- Theatrical release poster
- Italian: Tu la conosci Claudia?
- Directed by: Massimo Venier
- Written by: Aldo, Giovanni & Giacomo Massimo Venier Valerio Bariletti Walter Fontana
- Produced by: Paolo Guerra
- Starring: Aldo Baglio Giovanni Storti Giacomo Poretti Paola Cortellesi
- Cinematography: Marco Pieroni
- Music by: Andrea Guerra
- Distributed by: Medusa Film
- Release date: 15 December 2004;
- Running time: 94 minutes
- Country: Italy
- Language: Italian

= Do You Know Claudia? =

2004 film by Massimo Venier

Do You Know Claudia? (Tu la conosci Claudia?) is a 2004 comedy film directed by Massimo Venier and starring Aldo, Giovanni & Giacomo.

==Plot==
Claudia and Giovanni have been married for seven years, but they are going through a relationship crisis. Claudia is convinced that helping someone else could be the best way to fix her problems, so she later steals a medical chart from her psychoanalyst’s office. That chart belongs to another patient, Giacomo. Claudia then starts to date him platonically. Giacomo, a divorced and depressed 40-year-old man, benefits a lot from Claudia's company and falls in love with her. This also greatly improves his mood.

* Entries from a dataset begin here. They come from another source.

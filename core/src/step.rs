// cartflow/src/step.rs

use crate::context::ContextData;
use std::sync::Arc;

/// Evaluated before a step runs; `true` skips the step.
pub type SkipCondition<TData> = Arc<dyn Fn(&ContextData<TData>) -> bool + Send + Sync + 'static>;

/// A named step in a pipeline.
///
/// An optional step without handlers is passed over; a non-optional one fails
/// the run with [`FlowError::HandlerMissing`](crate::FlowError::HandlerMissing).
#[derive(Clone)]
pub struct StepDef<T: 'static + Send + Sync> {
  pub name: String,
  pub optional: bool,
  pub skip_if: Option<SkipCondition<T>>,
}

impl<T: 'static + Send + Sync> StepDef<T> {
  pub fn new(name: impl Into<String>, optional: bool, skip_if: Option<SkipCondition<T>>) -> Self {
    Self {
      name: name.into(),
      optional,
      skip_if,
    }
  }
}

impl<T: 'static + Send + Sync> std::fmt::Debug for StepDef<T> {
  fn fmt(&self, f: &mut std::fmt::Formatter<'_>) -> std::fmt::Result {
    f.debug_struct("StepDef")
      .field("name", &self.name)
      .field("optional", &self.optional)
      .field("skip_if_present", &self.skip_if.is_some())
      .finish()
  }
}
// cartflow/src/control.rs

//! Signals for controlling pipeline flow and the outcome of a pipeline run.

/// Returned by a handler to let the pipeline go on or halt it.
#[derive(Debug, Clone, Copy, PartialEq, Eq)]
pub enum PipelineControl {
  Continue,
  /// Halt immediately. No further handlers of this step or later steps run.
  Stop,
}

/// Outcome of a run that did not fail.
#[derive(Debug, Clone, Copy, PartialEq, Eq)]
pub enum PipelineResult {
  /// Every step ran (or was skipped) to the end.
  Completed,
  /// A handler returned [`PipelineControl::Stop`].
  Stopped,
}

Aldo, a taxi driver, is Claudia's lover. Since he’s convinced that Giovanni is her husband, he starts seeing him everywhere. Meanwhile, Giovanni becomes suspicious of Claudia and starts following her everywhere she goes, assuming that she’s cheating on him with Giacomo.

Aldo, Giovanni and Giacomo get involved in a car crash, and Giovanni strategically becomes friends with Giacomo to find out if he’s Claudia’s secret lover — while Aldo is still convinced that Giovanni is Claudia’s husband. After a discussion, the three men decide to drive to Calabria together, where Claudia went to isolate herself to ask her to choose one of them. During the journey, thanks to a picture shown by Giacomo, Aldo discovers that Claudia is not the same Claudia he was hanging out with.

In the meantime, Giacomo realises he isn’t in love with Claudia and decides to return to his ex-wife, hoping to get back with her. Giovanni and Aldo get back with their respective Claudias, but the latter couple does not last long, as Aldo gets tired of her after ten days. Aldo and Giovanni end up becoming good friends, and things get better between Giovanni and Claudia.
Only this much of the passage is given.